空の<青>、山の<緑>。太陽から届く癒しのメッセージ。

連載 2020-09-23

 フォトセラピー(光療法)の第一人者、ジェイコブ・リバーマンは、その著書『光の医学』(ジェイコブ・リバーマン著、飯村大助訳、日本教文社、1996年)に「人体は光電池」として、次のように書いている。

 月が昇るたびに、やすらぎを与えてくれる夜の暗闇は、エネルギッシュな昼の輝きへと移り変わり、生きとし生けるものは命を吹き込まれる。
 花は開き、動物や人は目覚め、世界には活力がみなぎり、新しい一日が始まる。昼を表す色は、太陽の<黄>、空の<青>、地球の<緑>である。昼の時間がたつにつれて、周囲の色の変化が際立ち、同時にその変化に応じた影響があらゆる生命に現れる。夕陽の<赤みがかかったオレンジ色>が夜のダークブルーにとけ込み始めて一日の終りが訪れると、生理学的な活動はみな次第に歩みをゆるめ、やがて静まって回復期に至る。昼から夜へのこうした劇的な色の推移は、あらゆる生体内で内部ギアの切り替えが起きていることを示している。自然が色彩スペクトルの一端(昼の赤橙色)から他の端(夜のダークブルー)へと次第に切り替わっていくにつれて、人体も機能モード(労働)から、別のモード(休息)へと切り替わる。

(『光の医学』3~4ページ)

 一日の色の変化は生体リズムと密接に結びつき、さらに季節の色の変化も生体内の生物学的な変化に影響する。植物の種まき・生育・収穫、動物の冬眠・渡り・繁殖などが季節周期で起こるのは、周囲の光の変化との関係が大きい。太陽の光がもたらす色の変化が、身体の内部ギアを切り替えているのである。

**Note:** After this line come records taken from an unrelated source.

//! Key event tracking and shortcut matching
//!
//! Key sources feed raw press/release notifications into a
//! [`KeyboardTracker`], which keeps modifier state and turns a press of an
//! already-held key into a repeat. [`HotkeyMatcher`] then fires only on the
//! initial press with exactly the configured modifiers held.

use super::shortcut::{canonical_key, ShortcutSpec};
use std::collections::HashSet;

/// Physical modifier keys
#[derive(Debug, Clone, Copy, PartialEq, Eq, Hash)]
pub enum ModifierKey {
    LeftCtrl,
    RightCtrl,
    LeftAlt,
    RightAlt,
    LeftShift,
    RightShift,
    LeftMeta,
    RightMeta,
}

impl ModifierKey {
    /// Recognize a canonical modifier key name as reported by a source
    pub fn from_name(name: &str) -> Option<Self> {
        match name {
            "LEFTCTRL" => Some(ModifierKey::LeftCtrl),
            "RIGHTCTRL" => Some(ModifierKey::RightCtrl),
            "LEFTALT" => Some(ModifierKey::LeftAlt),
            "RIGHTALT" => Some(ModifierKey::RightAlt),
            "LEFTSHIFT" => Some(ModifierKey::LeftShift),
            "RIGHTSHIFT" => Some(ModifierKey::RightShift),
            "LEFTMETA" => Some(ModifierKey::LeftMeta),
            "RIGHTMETA" => Some(ModifierKey::RightMeta),
            _ => None,
        }
    }

    fn bit(self) -> u8 {
        1 << (self as u8)
    }
}

/// Held flags for each physical modifier key
#[derive(Debug, Clone, Copy, Default, PartialEq, Eq)]
pub struct ModifierState {
    held: u8,
}

impl ModifierState {
    pub fn set(&mut self, key: ModifierKey, held: bool) {
        if held {
            self.held |= key.bit();
        } else {
            self.held &= !key.bit();
        }
    }

    pub fn with(mut self, key: ModifierKey) -> Self {
        self.set(key, true);
        self
    }

    pub fn is_held(&self, key: ModifierKey) -> bool {
        self.held & key.bit() != 0
    }

    pub fn ctrl(&self) -> bool {
        self.is_held(ModifierKey::LeftCtrl) || self.is_held(ModifierKey::RightCtrl)
    }

    pub fn alt(&self) -> bool {
        self.is_held(ModifierKey::LeftAlt) || self.is_held(ModifierKey::RightAlt)
    }

    pub fn shift(&self) -> bool {
        self.is_held(ModifierKey::LeftShift) || self.is_held(ModifierKey::RightShift)
    }

    pub fn meta(&self) -> bool {
        self.is_held(ModifierKey::LeftMeta) || self.is_held(ModifierKey::RightMeta)
    }
}

#[derive(Debug, Clone, Copy, PartialEq, Eq)]
pub enum Transition {
    Down,
    Repeat,
    Up,
}

/// One key transition with the modifiers held at that moment
#[derive(Debug, Clone, PartialEq, Eq)]
pub struct KeyEvent {
    /// Key name as reported by the source
    pub key: String,
    pub transition: Transition,
    pub modifiers: ModifierState,
}

/// Per-source keyboard state
#[derive(Debug, Default)]
pub struct KeyboardTracker {
    held: HashSet<String>,
    modifiers: ModifierState,
}

impl KeyboardTracker {
    pub fn new() -> Self {
        Self::default()
    }

    /// A key went down; a second press without release is a repeat
    pub fn press(&mut self, key: &str) -> KeyEvent {
        if let Some(modifier) = ModifierKey::from_name(key) {
            self.modifiers.set(modifier, true);
        }
        let transition = if self.held.insert(key.to_string()) {
            Transition::Down
        } else {
            Transition::Repeat
        };
        self.event(key, transition)
    }

    /// Auto-repeat reported explicitly by the source
    pub fn repeat(&mut self, key: &str) -> KeyEvent {
        self.held.insert(key.to_string());
        self.event(key, Transition::Repeat)
    }

    pub fn release(&mut self, key: &str) -> KeyEvent {
        if let Some(modifier) = ModifierKey::from_name(key) {
            self.modifiers.set(modifier, false);
        }
        self.held.remove(key);
        self.event(key, Transition::Up)
    }

    pub fn modifiers(&self) -> ModifierState {
        self.modifiers
    }

    fn event(&self, key: &str, transition: Transition) -> KeyEvent {
        KeyEvent {
            key: key.to_string(),
            transition,
            modifiers: self.modifiers,
        }
    }
}

/// Decides whether an event triggers a shortcut
#[derive(Debug, Clone)]
pub struct HotkeyMatcher {
    spec: ShortcutSpec,
}

impl HotkeyMatcher {
    pub fn new(spec: ShortcutSpec) -> Self {
        Self { spec }
    }

    pub fn spec(&self) -> &ShortcutSpec {
        &self.spec
    }

    pub fn matches(&self, event: &KeyEvent) -> bool {
        if event.transition != Transition::Down {
            return false;
        }

        // Extra modifiers reject the match
        let mods = &event.modifiers;
        if mods.ctrl() != self.spec.ctrl
            || mods.alt() != self.spec.alt
            || mods.shift() != self.spec.shift
            || mods.meta() != self.spec.meta
        {
            return false;
        }

        canonical_key(&event.key).is_some_and(|key| self.spec.keys.contains(&key))
    }
}

#[cfg(test)]
mod tests {
    use super::*;

    fn matcher(shortcut: &str) -> HotkeyMatcher {
        HotkeyMatcher::new(ShortcutSpec::parse(shortcut).unwrap())
    }

    fn down(key: &str, modifiers: ModifierState) -> KeyEvent {
        KeyEvent {
            key: key.to_string(),
            transition: Transition::Down,
            modifiers,
        }
    }

    fn ctrl_shift() -> ModifierState {
        ModifierState::default()
            .with(ModifierKey::LeftCtrl)
            .with(ModifierKey::LeftShift)
    }

    #[test]
    fn test_exact_modifiers_match() {
        let m = matcher("CTRL+SHIFT+/");
        assert!(m.matches(&down("SLASH", ctrl_shift())));
        assert!(m.matches(&down("/", ctrl_shift())));

        // Right-hand modifiers count the same
        let right = ModifierState::default()
            .with(ModifierKey::RightCtrl)
            .with(ModifierKey::RightShift);
        assert!(m.matches(&down("SLASH", right)));
    }

    #[test]
    fn test_extra_or_missing_modifier_rejects() {
        let m = matcher("CTRL+SHIFT+/");
        assert!(!m.matches(&down("SLASH", ctrl_shift().with(ModifierKey::LeftAlt))));
        assert!(!m.matches(&down("SLASH", ctrl_shift().with(ModifierKey::RightMeta))));
        assert!(!m.matches(&down(
            "SLASH",
            ModifierState::default().with(ModifierKey::LeftCtrl)
        )));
    }

    #[test]
    fn test_only_down_transitions_match() {
        let m = matcher("CTRL+SHIFT+/");
        for transition in [Transition::Repeat, Transition::Up] {
            let event = KeyEvent {
                key: "SLASH".to_string(),
                transition,
                modifiers: ctrl_shift(),
            };
            assert!(!m.matches(&event));
        }
    }

    #[test]
    fn test_wrong_key_rejects() {
        let m = matcher("CTRL+SHIFT+/");
        assert!(!m.matches(&down("PERIOD", ctrl_shift())));
        assert!(!m.matches(&down("UNKNOWN_KEY", ctrl_shift())));
    }

    #[test]
    fn test_tracker_fires_once_per_press() {
        let m = matcher("CTRL+SHIFT+/");
        let mut tracker = KeyboardTracker::new();
        tracker.press("LEFTCTRL");
        tracker.press("LEFTSHIFT");

        // A held key keeps reporting presses; only the first is a Down
        let fired = (0..5)
            .map(|_| tracker.press("SLASH"))
            .filter(|event| m.matches(event))
            .count();
        assert_eq!(fired, 1);

        tracker.release("SLASH");
        assert!(m.matches(&tracker.press("SLASH")));
    }

    #[test]
    fn test_tracker_modifier_release() {
        let mut tracker = KeyboardTracker::new();
        tracker.press("RIGHTALT");
        assert!(tracker.modifiers().alt());
        let event = tracker.release("RIGHTALT");
        assert_eq!(event.transition, Transition::Up);
        assert!(!tracker.modifiers().alt());
    }

    #[test]
    fn test_explicit_repeat() {
        let mut tracker = KeyboardTracker::new();
        tracker.press("A");
        assert_eq!(tracker.repeat("A").transition, Transition::Repeat);
        assert_eq!(tracker.press("A").transition, Transition::Repeat);
    }
}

 私たちをやさしく包んでくれる空の〈青〉、山の〈緑〉を求めて、秋のGoToトラベルに出かけよう!

【プロフィール】
 原山 建郎(はらやま たつろう)
 出版ジャーナリスト・武蔵野大学仏教文化研究所研究員・日本東方医学会学術委員

 1946年長野県生まれ。1968年早稲田大学第一商学部卒業後、㈱主婦の友社入社。『主婦の友』、『アイ』、『わたしの健康』等の雑誌記者としてキャリアを積み、1984~1990年まで『わたしの健康』(現在は『健康』)編集長。1996~1999年まで取締役(編集・制作担当)。2003年よりフリー・ジャーナリストとして、本格的な執筆・講演および出版プロデュース活動に入る。

 2016年3月まで、武蔵野大学文学部非常勤講師、文教大学情報学部非常勤講師。専門分野はコミュニケーション論、和語でとらえる仏教的身体論など。

 おもな著書に『からだのメッセージを聴く』(集英社文庫・2001年)、『「米百俵」の精神(こころ)』(主婦の友社・2001年)、『身心やわらか健康法』(光文社カッパブックス・2002年)、『最新・最強のサプリメント大事典』(昭文社・2004年)などがある。